═══ GIVEN DATA ═══

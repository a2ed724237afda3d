//! Share links: publish a finished execution's artifacts behind a token.
//!
//! A link freezes the list of artifact references at creation time. Revoked
//! and expired links are kept for audit but never resolve again.

use capflow_types::artifact::{ArtifactContent, ArtifactRef, ExecutionArtifact};
use capflow_types::config::ShareSettings;
use capflow_types::error::RepositoryError;
use capflow_types::execution::{ExecutionStatus, NodeStatus, WorkflowExecution};
use capflow_types::share::{AccessLevel, ShareLink, ShareResourceType};
use chrono::{DateTime, TimeDelta, Utc};
use serde::Serialize;
use uuid::Uuid;

use crate::artifact::ArtifactError;
use crate::engine::{EngineError, ExecutionEngine};
use crate::repository::execution::ExecutionRepository;
use crate::repository::share::ShareLinkRepository;

/// Attempts at generating a token that is not already taken.
const TOKEN_ATTEMPTS: usize = 3;

/// Longest lifetime a link may be given.
pub const MAX_EXPIRY_DAYS: u32 = 3650;

#[derive(Debug, thiserror::Error)]
pub enum ShareError {
    /// Unknown token or link ID.
    #[error("share link not found")]
    NotFound,

    /// The link exists but may not be viewed (revoked, expired, or
    /// sign-in required).
    #[error("access denied: {0}")]
    AccessDenied(String),

    #[error("execution not found: {0}")]
    ExecutionNotFound(Uuid),

    #[error("execution cannot be shared: {0}")]
    NotShareable(String),

    #[error("invalid expiry: {0}")]
    InvalidExpiry(String),

    #[error("artifact {0} is not part of this share")]
    UnknownArtifact(Uuid),

    #[error(transparent)]
    Artifact(#[from] ArtifactError),

    #[error("storage error: {0}")]
    Repository(#[from] RepositoryError),
}

impl From<EngineError> for ShareError {
    fn from(e: EngineError) -> Self {
        match e {
            EngineError::NotFound(id) => Self::ExecutionNotFound(id),
            EngineError::Repository(e) => Self::Repository(e),
            other => Self::NotShareable(other.to_string()),
        }
    }
}

/// Parameters for `ShareLinkService::create`.
#[derive(Debug, Clone)]
pub struct CreateShareLink {
    pub execution_id: Uuid,
    pub access_level: AccessLevel,
    /// `None` applies the configured default; `Some(0)` never expires.
    pub expires_in_days: Option<u32>,
    /// Explicit selection; defaults to the execution's final artifacts.
    pub artifact_ids: Option<Vec<Uuid>>,
    pub title: Option<String>,
    pub created_by: Option<String>,
}

impl CreateShareLink {
    pub fn new(execution_id: Uuid, access_level: AccessLevel) -> Self {
        Self {
            execution_id,
            access_level,
            expires_in_days: None,
            artifact_ids: None,
            title: None,
            created_by: None,
        }
    }
}

/// What a successful resolve exposes.
#[derive(Debug, Clone, Serialize)]
pub struct SharedView {
    pub link: ShareLink,
    pub workflow_name: String,
    pub execution_status: ExecutionStatus,
    pub completed_at: Option<DateTime<Utc>>,
    pub artifacts: Vec<ExecutionArtifact>,
}

pub struct ShareLinkService<S: ShareLinkRepository, E: ExecutionRepository> {
    links: S,
    engine: ExecutionEngine<E>,
    settings: ShareSettings,
}

impl<S: ShareLinkRepository, E: ExecutionRepository + 'static> ShareLinkService<S, E> {
    pub fn new(links: S, engine: ExecutionEngine<E>, settings: ShareSettings) -> Self {
        Self {
            links,
            engine,
            settings,
        }
    }

    pub fn url_for(&self, link: &ShareLink) -> String {
        format!("{}/s/{}", self.settings.base_url.trim_end_matches('/'), link.token)
    }

    /// Publish artifacts of a finished execution. Returns the link and its URL.
    pub async fn create(&self, request: CreateShareLink) -> Result<(ShareLink, String), ShareError> {
        let now = Utc::now();
        let expires_at = expiry_from(now, request.expires_in_days.or(self.settings.default_expiry_days))?;

        let execution = self.engine.get(&request.execution_id).await?;
        if !execution.status.is_terminal() {
            return Err(ShareError::NotShareable(format!(
                "execution is still {}",
                execution.status
            )));
        }
        if !execution
            .node_executions
            .iter()
            .any(|n| n.status == NodeStatus::Completed)
        {
            return Err(ShareError::NotShareable("no node completed".to_string()));
        }

        let artifacts = select_artifacts(&execution, request.artifact_ids.as_deref())?;
        if artifacts.is_empty() {
            return Err(ShareError::NotShareable("no artifacts to share".to_string()));
        }

        let mut link = ShareLink {
            id: Uuid::now_v7(),
            token: new_token(),
            resource_type: ShareResourceType::Execution,
            resource_id: execution.id,
            access_level: request.access_level,
            title: request.title,
            artifacts,
            revoked: false,
            view_count: 0,
            created_by: request.created_by,
            created_at: now,
            expires_at,
            last_viewed_at: None,
        };

        let mut attempt = 1;
        loop {
            match self.links.create(&link).await {
                Ok(()) => break,
                Err(RepositoryError::Conflict(_)) if attempt < TOKEN_ATTEMPTS => {
                    link.token = new_token();
                    attempt += 1;
                }
                Err(e) => return Err(e.into()),
            }
        }
        self.engine
            .repository()
            .append_share_link(&execution.id, &link.id)
            .await?;

        tracing::info!(
            share_id = %link.id,
            execution_id = %execution.id,
            access = link.access_level.as_str(),
            artifacts = link.artifacts.len(),
            "share link created"
        );
        let url = self.url_for(&link);
        Ok((link, url))
    }

    /// Every link, revoked and expired ones included.
    pub async fn list(&self) -> Result<Vec<ShareLink>, ShareError> {
        Ok(self.links.list().await?)
    }

    pub async fn get(&self, id: &Uuid) -> Result<ShareLink, ShareError> {
        self.links.get(id).await?.ok_or(ShareError::NotFound)
    }

    /// Revoke a link. Revoking twice is not an error.
    pub async fn revoke(&self, id: &Uuid) -> Result<ShareLink, ShareError> {
        if !self.links.revoke(id).await? {
            return Err(ShareError::NotFound);
        }
        tracing::info!(share_id = %id, "share link revoked");
        self.get(id).await
    }

    pub async fn resolve(
        &self,
        token: &str,
        viewer_authenticated: bool,
    ) -> Result<SharedView, ShareError> {
        self.resolve_at(token, viewer_authenticated, Utc::now()).await
    }

    /// Resolve `token` as of `now` and count the view.
    pub async fn resolve_at(
        &self,
        token: &str,
        viewer_authenticated: bool,
        now: DateTime<Utc>,
    ) -> Result<SharedView, ShareError> {
        let link = self.viewable(token, viewer_authenticated, now).await?;
        let execution = self.engine.get(&link.resource_id).await?;

        if let Err(e) = self.links.record_view(&link.id, now).await {
            tracing::warn!(share_id = %link.id, error = %e, "failed to record share view");
        }

        let artifacts = link
            .artifacts
            .iter()
            .filter_map(|r| find_artifact(&execution, r).cloned())
            .collect();
        Ok(SharedView {
            workflow_name: execution.workflow_name.clone(),
            execution_status: execution.status,
            completed_at: execution.completed_at,
            artifacts,
            link,
        })
    }

    /// Payload of one shared artifact. Does not count as a view.
    pub async fn artifact_content(
        &self,
        token: &str,
        artifact_id: &Uuid,
        viewer_authenticated: bool,
    ) -> Result<(ExecutionArtifact, ArtifactContent), ShareError> {
        let link = self.viewable(token, viewer_authenticated, Utc::now()).await?;
        let reference = link
            .artifacts
            .iter()
            .find(|r| r.artifact_id == *artifact_id)
            .ok_or(ShareError::UnknownArtifact(*artifact_id))?;
        let execution = self.engine.get(&link.resource_id).await?;
        let artifact = find_artifact(&execution, reference)
            .cloned()
            .ok_or(ShareError::UnknownArtifact(*artifact_id))?;
        let content = self
            .engine
            .artifact_resolver()
            .resolve_ref(reference, &execution)
            .await?;
        Ok((artifact, content))
    }

    async fn viewable(
        &self,
        token: &str,
        viewer_authenticated: bool,
        now: DateTime<Utc>,
    ) -> Result<ShareLink, ShareError> {
        let link = self
            .links
            .get_by_token(token)
            .await?
            .ok_or(ShareError::NotFound)?;
        if link.revoked {
            return Err(ShareError::AccessDenied("link has been revoked".to_string()));
        }
        if link.is_expired_at(now) {
            return Err(ShareError::AccessDenied("link has expired".to_string()));
        }
        if link.access_level == AccessLevel::Authenticated && !viewer_authenticated {
            return Err(ShareError::AccessDenied("sign-in required".to_string()));
        }
        Ok(link)
    }
}

/// 32 lowercase hex characters.
fn new_token() -> String {
    Uuid::new_v4().simple().to_string()
}

fn select_artifacts(
    execution: &WorkflowExecution,
    artifact_ids: Option<&[Uuid]>,
) -> Result<Vec<ArtifactRef>, ShareError> {
    let reference = |artifact_id: &Uuid| {
        execution.node_executions.iter().find_map(|node| {
            node.output_artifacts
                .iter()
                .find(|a| a.artifact_id == *artifact_id)
                .map(|a| ArtifactRef {
                    source_node_id: node.node_id.clone(),
                    source_slot_id: a.slot_id.clone(),
                    artifact_id: a.artifact_id,
                })
        })
    };

    match artifact_ids {
        Some(ids) => ids
            .iter()
            .map(|id| reference(id).ok_or(ShareError::UnknownArtifact(*id)))
            .collect(),
        None => Ok(execution
            .final_artifacts
            .iter()
            .filter_map(|a| reference(&a.artifact_id))
            .collect()),
    }
}

fn find_artifact<'a>(
    execution: &'a WorkflowExecution,
    reference: &ArtifactRef,
) -> Option<&'a ExecutionArtifact> {
    execution
        .node(&reference.source_node_id)?
        .output_artifacts
        .iter()
        .find(|a| a.artifact_id == reference.artifact_id)
}

/// `None` and `Some(0)` mean the link never expires.
fn expiry_from(now: DateTime<Utc>, days: Option<u32>) -> Result<Option<DateTime<Utc>>, ShareError> {
    let days = match days {
        None | Some(0) => return Ok(None),
        Some(days) => days,
    };
    if days > MAX_EXPIRY_DAYS {
        return Err(ShareError::InvalidExpiry(format!(
            "{days} days exceeds the maximum of {MAX_EXPIRY_DAYS}"
        )));
    }
    TimeDelta::try_days(i64::from(days))
        .and_then(|delta| now.checked_add_signed(delta))
        .map(Some)
        .ok_or_else(|| ShareError::InvalidExpiry(format!("{days} days is out of range")))
}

═══

◆ REQUIRED WORK
Reproduce each line of the records in which the word "ShareLinkService" appears.

◆ RESPONSE TO THE EXERCISE
/// Parameters for `ShareLinkService::create`.
pub struct ShareLinkService<S: ShareLinkRepository, E: ExecutionRepository> {
impl<S: ShareLinkRepository, E: ExecutionRepository + 'static> ShareLinkService<S, E> {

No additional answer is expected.